Somewhere only we know: Mount Albert
In Sydney, a main road is an infinite line of cars, a constant rage. In Mount Albert, a main road is a flat space that gets you from A to Z.
My school in Mount Albert, New Zealand was located on a large piece of real estate, donated by a rich old lady with no children of her own. Her will had outlined the idea of a primary school—young children were her favourite. But the donated land was so big that the council divided the plot into three sections: a primary, middle, and high school.
There were 600 students in total the year I enrolled. Not a lot for an educational facility with its own pool, sports field, and multiple libraries—the kind of facilities you’d only get in Sydney if you went to a private school. The small number of students meant everyone, in some way or another, knew each other.
If you were a primary school student with a sibling in the middle or high school, you were kind of cool, a gatekeeper of all the shitty adolescent gossip little pre-teens craved. If you were in middle or high school with a sibling in primary, they were a liability. One ill-advised anecdote was all it took to damage a reputation. It was that kind of school, and that kind of town.

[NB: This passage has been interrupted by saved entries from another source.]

use crate::application::view_controller::{FetchTicket, SettleOutcome, ViewController};
use crate::domain::{
    errors::FetchResult,
    logging::{LogComponent, LogLevel, get_logger},
    market_data::TimeWindow,
};
use crate::log_debug;
use std::cell::RefCell;
use std::future::Future;
use std::rc::Rc;

/// Where a view's controller lives.
///
/// The browser keeps it in a Leptos signal, tests in an `Rc<RefCell<_>>`.
/// `None` means the store is gone (the owning view was disposed).
pub trait ViewStore<T> {
    fn with_controller<R>(&self, f: impl FnOnce(&mut ViewController<T>) -> R) -> Option<R>;
}

impl<T> ViewStore<T> for Rc<RefCell<ViewController<T>>> {
    fn with_controller<R>(&self, f: impl FnOnce(&mut ViewController<T>) -> R) -> Option<R> {
        Some(f(&mut self.borrow_mut()))
    }
}

/// Clears the ticket's share of `loading` if the request future is dropped
/// before it settles.
struct SettleGuard<'a, T, S: ViewStore<T>> {
    store: &'a S,
    ticket: FetchTicket,
    armed: bool,
    _payload: std::marker::PhantomData<fn() -> T>,
}

impl<'a, T, S: ViewStore<T>> SettleGuard<'a, T, S> {
    fn new(store: &'a S, ticket: FetchTicket) -> Self {
        Self { store, ticket, armed: true, _payload: std::marker::PhantomData }
    }

    fn settle(mut self, result: FetchResult<T>) -> SettleOutcome {
        self.armed = false;
        let ticket = self.ticket;
        self.store
            .with_controller(|c| c.settle(ticket, result))
            .unwrap_or(SettleOutcome::Discarded)
    }
}

impl<T, S: ViewStore<T>> Drop for SettleGuard<'_, T, S> {
    fn drop(&mut self) {
        if self.armed {
            let ticket = self.ticket;
            let _ = self.store.with_controller(|c| c.abandon(ticket));
        }
    }
}

/// Fetch-and-store routine: perform the request for `ticket` and hand the result
/// back to the controller.
///
/// `loading` was raised when the ticket was issued; it is lowered here on every
/// exit path. Failures are logged and leave the previous data in place.
pub async fn fetch_and_store<T, S, F, Fut>(store: &S, ticket: FetchTicket, fetch: F) -> SettleOutcome
where
    S: ViewStore<T>,
    F: FnOnce(TimeWindow) -> Fut,
    Fut: Future<Output = FetchResult<T>>,
{
    let guard = SettleGuard::new(store, ticket);
    log_debug!(
        LogComponent::Application("FetchAndStore"),
        "📡 {} for {}m",
        ticket.id(),
        ticket.window()
    );

    let result = fetch(ticket.window()).await;
    if let Err(error) = &result {
        get_logger().log_with_metadata(
            LogLevel::Error,
            LogComponent::Application("FetchAndStore"),
            &format!("❌ {} failed, keeping previous data: {}", ticket.id(), error),
            &format!("minutes={}", ticket.window()),
        );
    }

    let outcome = guard.settle(result);
    log_debug!(
        LogComponent::Application("FetchAndStore"),
        "{} settled: {:?}",
        ticket.id(),
        outcome
    );
    outcome
}

#[cfg(test)]
mod tests {
    use super::*;
    use crate::domain::view_state::ViewKind;
    use crate::application::view_controller::ViewCommand;
    use futures::executor::block_on;
    use futures::future::{self, FutureExt};

    #[test]
    fn dropped_request_lowers_loading() {
        let store = Rc::new(RefCell::new(ViewController::<u32>::new(ViewKind::Heatmap, TimeWindow::default())));
        let commands = store.borrow_mut().mount();
        let ViewCommand::Fetch(ticket) = commands[0] else { panic!("expected fetch") };

        let pending = fetch_and_store(&store, ticket, |_| future::pending::<FetchResult<u32>>());
        // poll once so the guard exists, then drop the future
        assert!(pending.boxed_local().now_or_never().is_none());
        assert!(!store.borrow().is_loading());
    }

    #[test]
    fn successful_fetch_applies_payload() {
        let store = Rc::new(RefCell::new(ViewController::<u32>::new(ViewKind::Heatmap, TimeWindow::default())));
        let commands = store.borrow_mut().mount();
        let ViewCommand::Fetch(ticket) = commands[0] else { panic!("expected fetch") };

        let outcome = block_on(fetch_and_store(&store, ticket, |w| async move { Ok(w.minutes()) }));
        assert_eq!(outcome, SettleOutcome::Applied);
        assert_eq!(store.borrow().data(), Some(&15));
    }
}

My sister and I never worried about each other at school because we were an academic year apart. 15 months’ difference in age. “Almost friends,” my mum liked to insist. Plus, most of our companions lived in our apartment block. We were all children of newcomer immigrants—a coincidence which I now realise was not a coincidence at all.
The six of us attended the same Auckland academy, but our different ages made it hard to hang out at lunch. Instead, we rode our bikes together after school. We would drag our two wheelers (a four wheeler in my case—I was still on training wheels) up the steep slope leading out of our apartment complex. A five minute ride northwards, and we were pedalling fast on the main road, racing each other while trying to avoid looking directly at the golden afternoon sun. In Sydney, a main road is an infinite line of cars, a constant rage, a disregarded speed limit. In Mount Albert, a main road is a flat space that gets you from A to Z.
Or A to R. R was Rocket Park, a sci-fi themed playground named after two, bright orange rockets that towered over the entire park. We would climb them for fun, and play together until the sun set. Then we’d ride home, have dinner, and sleep, before repeating the schedule the next morning.
In this sense, every day in Mount Albert was much like the rest. The same show with the same old characters—but a surprisingly high quality set. This is after all New Zealand, the country with mountain ranges running down its spine.
Most people would find it unsettling to know your entire life—or at least life from ages six to 18—was right there in front of you, in a little suburb seven kilometres southwest of the capital city and at the bottom of North Island’s third highest volcanic peak. Yet I liked the certainty, the stability. I found it comforting to know I could wrap my whole life up in a blanket.
When we moved to Sydney, there was not one local park but four— and at least three of them only accessible by bus or train. Cycling was out of the question. The lack of designated cycling paths made it a dangerous activity for adults, let alone two eager-eyed children, aged 11 and ten. While my sister and I adjusted over time, it was hard not to miss a suburb that stretched only 18 miles, and a country that had everything from fiords to sandy coastlines to vast plains.
In my gut, I know Mount Albert has changed. Every hometown does. There are hipster cafes now. You can no longer climb the rocket at Rocket Park. And the local population has jumped from 2,000 to 5,000 in the last couple of years. But in my mind, the suburb stands untouched by the rest of the world: the same evergreen suburb of small town gossip and childhood stupor, where anyone could walk to the summit of a local mountain and through haze and mist see the 48 extinct cones that dot Auckland city’s skyline.